Над городской комендатурой развевался трехцветный флаг.
– Если вы, г. полковник, приехали поступать в армию, то извольте немедленно отправиться к дежурному генералу, – заявил мне комендантский адъютант, тоже в какой-то экзотической форме.
– Я пока никуда поступать не собираюсь.
– Дело ваше. В таком случае через десять дней извольте покинуть пределы, занимаемые Добровольческой армией.
– Но если я поступлю на частную службу или по ведомству просвещения?
– Главнокомандующий отдал приказ о мобилизации решительно всех офицеров.
– Позвольте, армия называется Добровольческой. По логике вещей она должна комплектоваться теми, кто добровольно поступает в нее.
– Вы – офицер и обязаны исполнить долг перед родиной, – довольно резко возразил мне поручик.
Я вышел на главную улицу, название которой за пять последних лет менялось трижды. До 1913 года она называлась Красной, но после 300‑летнего юбилея Дома Романовых отцы города переименовали ее в Романовский проспект. В период революции, разумеется, ей возвратили прежнее крамольное имя.
На Красной – толпы офицерства, всех родов оружия, всех полков и всех чинов. Одни в новенькой, с иголочки, форме; они блистают, как мотыльки, на осеннем солнышке. Другие – резкий контраст. В рваных рубахах и неуклюжих интендантских сапогах с разинутыми пастями на носках.
Вся эта орава, покамест безработная, гудит, волнуется, делится рассказами о своем недавнем прошлом. Больше же всего публику беспокоит вопрос, где бы голову преклонить на ночь. Город безнадежно забит приезжим людом. Армянские беженцы, вывезенные, кажется, из Трапезунда, расположились табором возле своей церкви.

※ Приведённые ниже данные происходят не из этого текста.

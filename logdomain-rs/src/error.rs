//! Error types for log-domain generators and table construction.

use thiserror::Error;

/// Errors raised by the log-domain layer.
///
/// All of them are fatal where they are raised; nothing in this crate
/// retries. Rejection-loop restarts inside the samplers are ordinary control
/// flow and never surface here.
#[derive(Debug, Clone, Error, PartialEq)]
pub enum LogDomainError {
    /// A shape parameter or configuration value outside its domain.
    #[error("invalid parameter: {name} = {value}")]
    InvalidParameter {
        /// Name of the offending argument
        name: &'static str,
        /// The rejected value
        value: f64,
    },

    /// Interpolation sites that cannot define a polynomial.
    #[error("degenerate interpolation input: {detail}")]
    DegenerateInput {
        /// What was wrong with the sites
        detail: String,
    },

    /// The coefficient table could not be allocated.
    #[error("allocation of {bytes} bytes failed")]
    AllocationFailure {
        /// Size of the failed request
        bytes: usize,
    },
}

pub type Result<T> = std::result::Result<T, LogDomainError>;
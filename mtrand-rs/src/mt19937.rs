//! MT19937 (Mersenne Twister) PRNG
//!
//! By Makoto Matsumoto and Takuji Nishimura, with the 2002 initialisation.
//! Period 2^19937 - 1, 32-bit output.

use crate::constants::*;

/// Cursor value meaning "never seeded"
const UNSEEDED: usize = MT_N + 1;

/// MT19937 generator state
#[derive(Clone)]
pub struct Mt19937 {
    mt: [u32; MT_N],
    mti: usize,
}

impl Mt19937 {
    /// Create a new unseeded context. The first draw applies [`DEFAULT_SEED`].
    pub fn new() -> Self {
        Self {
            mt: [0; MT_N],
            mti: UNSEEDED,
        }
    }

    /// Create a context seeded with `seed`
    pub fn with_seed(seed: u32) -> Self {
        let mut rng = Self::new();
        rng.seed(seed);
        rng
    }

    /// Create a context seeded from a key sequence
    pub fn with_key(key: &[u32]) -> Self {
        let mut rng = Self::new();
        rng.seed_by_array(key);
        rng
    }

    /// Seed the generator with a single word
    pub fn seed(&mut self, seed: u32) {
        self.mt[0] = seed;
        for i in 1..MT_N {
            let prev = self.mt[i - 1];
            self.mt[i] = INIT_MULTIPLIER
                .wrapping_mul(prev ^ (prev >> 30))
                .wrapping_add(i as u32);
        }
        self.mti = MT_N;
    }

    /// Seed the generator from a key of arbitrary length.
    ///
    /// Every word of the key affects the whole state. An empty key is
    /// treated as `[0]`.
    pub fn seed_by_array(&mut self, key: &[u32]) {
        let key: &[u32] = if key.is_empty() { &[0] } else { key };

        self.seed(ARRAY_SEED);

        let mut i = 1;
        let mut j = 0;
        for _ in 0..MT_N.max(key.len()) {
            let prev = self.mt[i - 1];
            self.mt[i] = (self.mt[i] ^ (prev ^ (prev >> 30)).wrapping_mul(ARRAY_MULTIPLIER_1))
                .wrapping_add(key[j])
                .wrapping_add(j as u32);
            i += 1;
            j += 1;
            if i >= MT_N {
                self.mt[0] = self.mt[MT_N - 1];
                i = 1;
            }
            if j >= key.len() {
                j = 0;
            }
        }

        for _ in 0..MT_N - 1 {
            let prev = self.mt[i - 1];
            self.mt[i] = (self.mt[i] ^ (prev ^ (prev >> 30)).wrapping_mul(ARRAY_MULTIPLIER_2))
                .wrapping_sub(i as u32);
            i += 1;
            if i >= MT_N {
                self.mt[0] = self.mt[MT_N - 1];
                i = 1;
            }
        }

        // MSB is 1, so the initial array is never all zero
        self.mt[0] = 0x8000_0000;
    }

    /// True once the state has been seeded, explicitly or by a first draw
    #[inline]
    pub fn is_seeded(&self) -> bool {
        self.mti != UNSEEDED
    }

    #[inline]
    fn twist_word(upper: u32, lower: u32, feed: u32) -> u32 {
        let y = (upper & UPPER_MASK) | (lower & LOWER_MASK);
        let mag = if y & 1 == 0 { 0 } else { MATRIX_A };
        feed ^ (y >> 1) ^ mag
    }

    /// Generate the next block of 624 words
    fn twist(&mut self) {
        if self.mti == UNSEEDED {
            tracing::trace!(seed = DEFAULT_SEED, "mt19937 drawn before seeding");
            self.seed(DEFAULT_SEED);
        }

        let mut kk = 0;
        while kk < MT_N - MT_M {
            self.mt[kk] = Self::twist_word(self.mt[kk], self.mt[kk + 1], self.mt[kk + MT_M]);
            kk += 1;
        }
        while kk < MT_N - 1 {
            self.mt[kk] = Self::twist_word(self.mt[kk], self.mt[kk + 1], self.mt[kk + MT_M - MT_N]);
            kk += 1;
        }
        self.mt[MT_N - 1] = Self::twist_word(self.mt[MT_N - 1], self.mt[0], self.mt[MT_M - 1]);

        self.mti = 0;
    }

    /// Get the next tempered word on [0, 0xffffffff]
    #[inline]
    pub fn next_u32(&mut self) -> u32 {
        if self.mti >= MT_N {
            self.twist();
        }
        let mut y = self.mt[self.mti];
        self.mti += 1;

        y ^= y >> 11;
        y ^= (y << 7) & TEMPER_B;
        y ^= (y << 15) & TEMPER_C;
        y ^= y >> 18;
        y
    }

    /// Get the next word on [0, 0x7fffffff]
    #[inline]
    pub fn next_u31(&mut self) -> u32 {
        self.next_u32() >> 1
    }
}

impl Default for Mt19937 {
    fn default() -> Self {
        Self::new()
    }
}

impl std::fmt::Debug for Mt19937 {
    fn fmt(&self, f: &mut std::fmt::Formatter<'_>) -> std::fmt::Result {
        f.debug_struct("Mt19937")
            .field("mti", &self.mti)
            .field("seeded", &self.is_seeded())
            .finish_non_exhaustive()
    }
}

impl rand::RngCore for Mt19937 {
    #[inline]
    fn next_u32(&mut self) -> u32 {
        Mt19937::next_u32(self)
    }

    #[inline]
    fn next_u64(&mut self) -> u64 {
        rand::rand_core::impls::next_u64_via_u32(self)
    }

    fn fill_bytes(&mut self, dst: &mut [u8]) {
        rand::rand_core::impls::fill_bytes_via_next(self, dst)
    }
}

impl rand::SeedableRng for Mt19937 {
    type Seed = [u8; 4];

    fn from_seed(seed: Self::Seed) -> Self {
        Self::with_seed(u32::from_le_bytes(seed))
    }
}

#[cfg(test)]
mod tests {
    use super::*;

    #[test]
    fn test_default_seed_reference_vector() {
        let mut rng = Mt19937::new();
        let expected = [3499211612u32, 581869302, 3890346734, 3586334585, 545404204];
        for &e in &expected {
            assert_eq!(rng.next_u32(), e);
        }
    }

    #[test]
    fn test_explicit_default_seed_matches_lazy() {
        let mut lazy = Mt19937::new();
        let mut seeded = Mt19937::with_seed(DEFAULT_SEED);
        for _ in 0..2000 {
            assert_eq!(lazy.next_u32(), seeded.next_u32());
        }
    }

    #[test]
    fn test_init_by_array_reference_vector() {
        let mut rng = Mt19937::with_key(&[0x123, 0x234, 0x345, 0x456]);
        let expected = [1067595299u32, 955945823, 477289528, 4107218783, 4228976476];
        for &e in &expected {
            assert_eq!(rng.next_u32(), e);
        }
    }

    #[test]
    fn test_mt_deterministic() {
        let mut rng1 = Mt19937::with_seed(42);
        let mut rng2 = Mt19937::with_seed(42);

        for _ in 0..10_000 {
            assert_eq!(rng1.next_u32(), rng2.next_u32());
        }
    }

    #[test]
    fn test_mt_different_seeds() {
        let mut rng1 = Mt19937::with_seed(42);
        let mut rng2 = Mt19937::with_seed(43);

        assert_ne!(rng1.next_u32(), rng2.next_u32());
    }

    #[test]
    fn test_next_u31_drops_top_bit() {
        let mut rng1 = Mt19937::with_seed(7);
        let mut rng2 = Mt19937::with_seed(7);
        for _ in 0..1000 {
            let y = rng2.next_u31();
            assert!(y <= 0x7fff_ffff);
            assert_eq!(rng1.next_u32() >> 1, y);
        }
    }

    #[test]
    fn test_reseed_restarts_sequence() {
        let mut rng = Mt19937::with_seed(99);
        let first: Vec<u32> = (0..700).map(|_| rng.next_u32()).collect();
        rng.seed(99);
        let second: Vec<u32> = (0..700).map(|_| rng.next_u32()).collect();
        assert_eq!(first, second);
    }

    #[test]
    fn test_empty_key_is_single_zero() {
        let mut rng1 = Mt19937::with_key(&[]);
        let mut rng2 = Mt19937::with_key(&[0]);
        for _ in 0..100 {
            assert_eq!(rng1.next_u32(), rng2.next_u32());
        }
    }

    #[test]
    fn test_long_key_changes_stream() {
        let key: Vec<u32> = (0..1000).collect();
        let mut rng1 = Mt19937::with_key(&key);
        let mut key2 = key.clone();
        key2[999] = 1;
        let mut rng2 = Mt19937::with_key(&key2);
        let a: Vec<u32> = (0..16).map(|_| rng1.next_u32()).collect();
        let b: Vec<u32> = (0..16).map(|_| rng2.next_u32()).collect();
        assert_ne!(a, b);
    }

    #[test]
    fn test_rand_core_interop() {
        use rand::{Rng, RngCore, SeedableRng};

        let mut rng = Mt19937::from_seed(42u32.to_le_bytes());
        let mut reference = Mt19937::with_seed(42);
        assert_eq!(RngCore::next_u32(&mut rng), reference.next_u32());

        let lo = reference.next_u32() as u64;
        let hi = reference.next_u32() as u64;
        assert_eq!(RngCore::next_u64(&mut rng), (hi << 32) | lo);

        for _ in 0..1000 {
            let x: f64 = rng.random();
            assert!((0.0..1.0).contains(&x));
        }
    }
}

По временам в офицерских группах, которые то лавиной катятся по улице, то останавливаются где-нибудь на перекрестке, слышны довольно оригинальные разговоры.
– Вот в Астраханской платят, так платят!
– Где? Где?
– В Астраханской. Там ротный получает триста рублей.
– Но ведь она, говорят, с немецкой ориентацией…
– Господа, послушайте новость: только что вышел приказ об упразднении в Добровольческой армии подполковничьего чина. Будет, как раньше в гвардии. Шутка ли: теперь из капитанов можно прямо махнуть в полковники.
– Так как, Женя, махнем в Астраханскую?
– Повременим. Здесь можно спекульнуть на чине. Я ведь капитан.
Патриотический порыв редко звучал среди этих практических рассуждений. Массы офицерства, не разбираясь, для чего генералы затеяли гражданскую войну, смотрели на нее как на продолжение мировой, настоящих целей и причин которой они тоже не понимали, но от которой, худо ли, хорошо ли, но кормились.
Эта безыдейность рельефнее всего сказывалась в стремлении каждого занять тыловую должность. Термин «ловчить», т.е. всеми правдами и неправдами избегать отправки на фронт, выработался в период бессмысленной мировой бойни. Теперь и здесь «ловчили» по инерции.
Только офицеры-аристократы или дети помещиков и капиталистов хорошо понимали истинную сущность гражданской войны. Под видом спасения «святой, великой России» шла борьба за их привилегии, за их земли, банки, фабрики, за их вишневые сады и многоэтажные дома. Но этот убежденный, идейный элемент давно уже привык к тому, чтобы в борьбе за его благополучие подставляла свои бока под вражеские удары голытьба, и считал себя вправе занимать должности только в штабах, комендатурах, в административных учреждениях, – словом, в безопасном тылу.